Yellow Flower

The Sim-to-Real Gap Is a People Problem, Not a Physics Problem

After working through sim-to-real transfer on multiple robot learning projects, I've come to a conclusion that surprises most people: the gap isn't primarily about physics fidelity. It's about the assumptions baked in during design that nobody writes down.

Physics engines have gotten remarkably good. Mujoco, IsaacSim, and others can approximate contact dynamics, friction, and deformable objects well enough for most manipulation tasks. The sim-to-real gap I've encountered most often isn't "the simulation was wrong" — it's "we optimized for the wrong thing in simulation and didn't know it until we put the robot in front of real objects."

The most common failure mode I've seen is overfitting to the simulation's observation space.

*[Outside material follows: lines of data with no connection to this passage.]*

impl MatchState {
    pub fn new(code: String, seed: u64, default_rules: RuleSet, tuning: Tuning) -> Self {
        Self {
            code,
            seed,
            phase: MatchPhase::Lobby,
            tick: 0,
            timer: 0.0,
            players: Vec::new(),
            npcs: Vec::new(),
            projectiles: Vec::new(),
            obstacles: Vec::new(),
            default_rules,
            rules: default_rules,
            tuning,
            rng: ChaCha8Rng::seed_from_u64(seed),
            hiders_at_start: 0,
            next_projectile_id: 0,
            pending_events: Vec::new(),
        }
    }

    pub fn player(&self, id: Uuid) -> Option<&Player> {
        self.players.iter().find(|p| p.id == id)
    }

    fn player_mut(&mut self, id: Uuid) -> Option<&mut Player> {
        self.players.iter_mut().find(|p| p.id == id)
    }

    pub fn hunter(&self) -> Option<&Player> {
        self.players.iter().find(|p| p.is_hunter())
    }

    pub fn live_hiders(&self) -> usize {
        self.players.iter().filter(|p| p.is_live_hider()).count()
    }

    pub fn is_host(&self, id: Uuid) -> bool {
        self.player(id).is_some_and(|p| p.host)
    }

    /// Register a connected player. The first joiner becomes host; players
    /// joining a running match spectate until the next one.
    pub fn add_player(&mut self, id: Uuid, name: String) -> &Player {
        let planner = SpawnPlanner::new(&self.tuning, &self.obstacles);
        let (x, y) = planner.place(&mut self.rng, self.tuning.entity_radius, None);
        let color = PALETTE[self.rng.gen_range(0..PALETTE.len())];

        let mut player = Player::new(id, name, color, x, y);
        player.host = self.players.is_empty();
        if self.phase == MatchPhase::Playing {
            player.alive = false;
        }

        info!(
            room = %self.code,
            player_id = %id,
            host = player.host,
            player_count = self.players.len() + 1,
            "Player joined room"
        );

        self.players.push(player);
        &self.players[self.players.len() - 1]
    }

    /// Remove a player. Returns the outcome if the removal ended the match.
    pub fn remove_player(&mut self, id: Uuid) -> Option<MatchOutcome> {
        let idx = self.players.iter().position(|p| p.id == id)?;
        let removed = self.players.remove(idx);

        if removed.host {
            if let Some(next) = self.players.first_mut() {
                next.host = true;
                info!(room = %self.code, player_id = %next.id, "Host reassigned");
            }
        }

        info!(
            room = %self.code,
            player_id = %id,
            player_count = self.players.len(),
            "Player left room"
        );

        if self.phase != MatchPhase::Playing {
            return None;
        }

        if self.players.len() < MIN_PLAYERS {
            Some(self.end(EndReason::NotEnoughPlayers))
        } else if removed.is_hunter() {
            Some(self.end(EndReason::HunterLeft))
        } else {
            None
        }
    }

    /// Buffer the latest intent; unknown players are ignored
    pub fn set_input(&mut self, id: Uuid, input: TickInput) {
        match self.player_mut(id) {
            Some(player) => player.input = input,
            None => debug!(player_id = %id, "Input from unknown player ignored"),
        }
    }

    /// Lobby -> Playing
    pub fn start_match(
        &mut self,
        requester: Uuid,
        overrides: Option<&RuleOverrides>,
    ) -> Result<MatchStart, MatchError> {
        if self.phase != MatchPhase::Lobby {
            return Err(MatchError::WrongPhase(self.phase));
        }
        if !self.is_host(requester) {
            return Err(MatchError::NotHost);
        }
        if self.players.len() < MIN_PLAYERS {
            return Err(MatchError::NotEnoughPlayers {
                have: self.players.len(),
                need: MIN_PLAYERS,
            });
        }

        self.rules = match overrides {
            Some(o) => self.default_rules.with_overrides(o),
            None => self.default_rules,
        };
        self.obstacles = if self.rules.obstacles {
            generate_obstacles(&mut self.rng, &self.tuning)
        } else {
            Vec::new()
        };

        let player_count = self.players.len();
        let hiders = player_count - 1;
        let hunter_idx = self.rng.gen_range(0..player_count);
        let budget = self.tuning.hunter_budget(&self.rules, hiders);
        let radius = self.tuning.entity_radius;

        let planner = SpawnPlanner::new(&self.tuning, &self.obstacles);
        let (hx, hy) = planner.place(&mut self.rng, radius, None);
        let avoid = Avoid {
            x: hx,
            y: hy,
            min_distance: self.rules.hider_min_distance,
        };

        for (idx, player) in self.players.iter_mut().enumerate() {
            if idx == hunter_idx {
                player.reset_for_match(Role::Hunter, hx, hy, budget);
            } else {
                let (x, y) = planner.place(&mut self.rng, radius, Some(avoid));
                player.reset_for_match(Role::Hider, x, y, 0);
            }
        }

        let npc_count = self.tuning.npc_count(player_count);
        self.npcs = (0..npc_count as u32)
            .map(|id| {
                let (x, y) = planner.place(&mut self.rng, radius, None);
                let color = PALETTE[self.rng.gen_range(0..PALETTE.len())];
                let mut npc = Npc::new(id, x, y, color);
                NpcController::redraw(&mut npc, &mut self.rng, &self.tuning);
                npc
            })
            .collect();

        self.projectiles.clear();
        self.next_projectile_id = 0;
        self.hiders_at_start = hiders;
        self.timer = self.tuning.match_duration(hiders);
        self.phase = MatchPhase::Playing;

        let hunter_id = self.players[hunter_idx].id;
        self.pending_events.push(GameEvent::Msg {
            text: format!("{} is the hunter!", self.players[hunter_idx].name),
        });
        self.pending_events.push(GameEvent::Sound { cue: "start" });

        info!(
            room = %self.code,
            hunter_id = %hunter_id,
            seed = self.seed,
            players = player_count,
            npcs = npc_count,
            timer = self.timer,
            fire_mode = ?self.rules.fire_mode,
            "Match started"
        );

        Ok(MatchStart {
            hunter_id,
            timer: self.timer,
            rules: self.rules,
            obstacles: self.obstacles.clone(),
        })
    }

    /// Ended -> Lobby
    pub fn return_to_lobby(&mut self, requester: Uuid) -> Result<(), MatchError> {
        if self.phase != MatchPhase::Ended {
            return Err(MatchError::WrongPhase(self.phase));
        }
        if !self.is_host(requester) {
            return Err(MatchError::NotHost);
        }

        self.npcs.clear();
        self.projectiles.clear();
        self.obstacles.clear();
        self.timer = 0.0;
        self.hiders_at_start = 0;

        let planner = SpawnPlanner::new(&self.tuning, &self.obstacles);
        for player in self.players.iter_mut() {
            let (x, y) = planner.place(&mut self.rng, self.tuning.entity_radius, None);
            player.reset_for_match(Role::Spectator, x, y, 0);
        }

        self.phase = MatchPhase::Lobby;
        info!(room = %self.code, "Room returned to lobby");
        Ok(())
    }

    /// Advance the room by one fixed step.
    ///
    /// Only a `Playing` match is mutated. The order is fixed: timer and
    /// cooldowns, players, NPCs, projectiles, then win conditions, so every
    /// effect is visible in this tick's snapshot.
    pub fn tick(&mut self, dt: f32) -> TickOutput {
        self.tick += 1;
        let mut output = TickOutput {
            events: std::mem::take(&mut self.pending_events),
            ended: None,
        };

        if self.phase != MatchPhase::Playing {
            return output;
        }

        self.timer = (self.timer - dt).max(0.0);
        for player in self.players.iter_mut() {
            player.fire_cooldown = CombatSystem::update_cooldown(player.fire_cooldown, dt);
        }

        self.update_players(dt, &mut output.events);
        self.update_npcs(dt);
        self.update_projectiles(dt, &mut output.events);
        output.ended = self.check_win_condition();

        output
    }

    fn update_players(&mut self, dt: f32, events: &mut Vec<GameEvent>) {
        let obstacles: &[Obstacle] = &self.obstacles;
        for player in self.players.iter_mut() {
            if player.alive {
                player.slot = player.input.slot;
            }
            PhysicsSystem::move_player(player, &self.tuning, obstacles, dt);
        }

        let Some(idx) = self.players.iter().position(|p| p.is_hunter()) else {
            return;
        };
        let shoot = self.players[idx].input.shoot;
        let pressed = shoot && !self.players[idx].shoot_held;
        self.players[idx].shoot_held = shoot;
        if !shoot {
            return;
        }

        // The weapon repeats while held; the marker needs a fresh press
        if CombatSystem::can_fire(&self.players[idx], &self.rules) {
            let id = self.next_projectile_id;
            self.next_projectile_id = self.next_projectile_id.wrapping_add(1);
            let projectile =
                CombatSystem::fire(&mut self.players[idx], &self.rules, &self.tuning, id);
            self.projectiles.push(projectile);
            events.push(GameEvent::Sound { cue: "shot" });
        } else if pressed && CombatSystem::can_mark(&self.players[idx]) {
            let (aim_x, aim_y) = (self.players[idx].input.aim_x, self.players[idx].input.aim_y);
            self.players[idx].fire_cooldown = self.tuning.mark_cooldown;
            let target = CombatSystem::mark(
                aim_x,
                aim_y,
                &mut self.npcs,
                &mut self.players,
                &self.tuning,
            );
            if target.is_some() {
                events.push(GameEvent::Sound { cue: "mark" });
            }
        }
    }

    fn update_npcs(&mut self, dt: f32) {
        for npc in self.npcs.iter_mut() {
            NpcController::update(npc, &mut self.rng, &self.tuning, &self.obstacles, dt);
        }
    }

    fn update_projectiles(&mut self, dt: f32, events: &mut Vec<GameEvent>) {
        let hits = CombatSystem::resolve_projectiles(
            &mut self.projectiles,
            &mut self.npcs,
            &mut self.players,
            &self.obstacles,
            &self.tuning,
            dt,
        );

        for hit in hits {
            self.apply_hit(&hit, events);
        }
    }

    fn apply_hit(&mut self, hit: &HitResult, events: &mut Vec<GameEvent>) {
        events.push(GameEvent::Kill {
            x: hit.x as i32,
            y: hit.y as i32,
            color: hit.color,
        });

        match hit.target {
            Target::Npc(idx) => {
                debug!(
                    room = %self.code,
                    projectile_id = hit.projectile_id,
                    npc_id = self.npcs.get(idx).map(|n| n.id),
                    "Civilian hit"
                );
                let line = NPC_KILL_LINES[self.rng.gen_range(0..NPC_KILL_LINES.len())];
                events.push(GameEvent::Msg {
                    text: line.to_string(),
                });
                events.push(GameEvent::Shake { magnitude: 4.0 });
                events.push(GameEvent::Sound { cue: "kill" });

                if self.rules.casualty_penalty {
                    let shooter = hit.shooter_id;
                    if let Some(hunter) = self.player_mut(shooter) {
                        hunter.ammo = hunter.ammo.saturating_sub(1);
                    }
                    let text = if self.rules.counts_casualties() {
                        "Civilian casualty! You lost a life."
                    } else {
                        "Civilian casualty! That cost you a round."
                    };
                    events.push(GameEvent::Msg {
                        text: text.to_string(),
                    });
                }
            }
            Target::Player(id) => {
                let name = self.player(id).map(|p| p.name.clone()).unwrap_or_default();
                events.push(GameEvent::Msg {
                    text: format!("Target eliminated: {name}"),
                });
                events.push(GameEvent::Shake { magnitude: 10.0 });
                events.push(GameEvent::Sound { cue: "eliminated" });
                info!(
                    room = %self.code,
                    player_id = %id,
                    projectile_id = hit.projectile_id,
                    "Hider eliminated"
                );
            }
        }
    }

    /// Ending conditions, in priority order
    fn check_win_condition(&mut self) -> Option<MatchOutcome> {
        if self.phase != MatchPhase::Playing {
            return None;
        }

        if self.hiders_at_start > 0 && self.live_hiders() == 0 {
            return Some(self.end(EndReason::AllTargetsEliminated));
        }

        if self.timer <= 0.0 {
            return Some(self.end(EndReason::TimeExpired));
        }

        let budget_spent = self.hunter().is_some_and(|h| h.ammo == 0);
        if budget_spent {
            if self.rules.counts_casualties() {
                return Some(self.end(EndReason::TooManyCasualties));
            }
            if self.rules.fire_mode == FireMode::LimitedAmmo && self.projectiles.is_empty() {
                return Some(self.end(EndReason::OutOfAmmo));
            }
        }

        None
    }

    /// Force the match into `Ended`. Used by win checks and disconnects.
    pub fn end(&mut self, reason: EndReason) -> MatchOutcome {
        let outcome = MatchOutcome {
            reason,
            hunter_won: reason.hunter_won(),
        };
        self.phase = MatchPhase::Ended;
        self.projectiles.clear();
        for player in self.players.iter_mut() {
            player.input = TickInput::default();
        }

        info!(
            room = %self.code,
            reason = ?reason,
            hunter_won = outcome.hunter_won,
            tick = self.tick,
            "Match ended"
        );
        outcome
    }
}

A policy that achieves 95% in sim often does so by exploiting subtle regularities — perfect depth estimates, noiseless joint encoders, textures that never vary — that simply don't exist in the real world. The policy isn't learning the task; it's learning the simulator. I've had to rebuild pipelines specifically to prevent this, adding noise profiles, randomizing sensor models, and deliberately breaking the "clean" data that simulation naturally produces.

The second failure mode is harder to fix: misaligned success criteria. If your simulated reward says "task complete" at a slightly different threshold than what actually matters in the field, you can train for weeks and still ship something that looks wrong to a human operator. Getting this alignment right requires field experience — you have to know what good looks like in the real environment before you can encode it in simulation.

The fix isn't a better physics engine. It's spending more time in the problem definition phase, testing your sim assumptions against real data early, and treating simulation accuracy as something you measure and validate — not assume.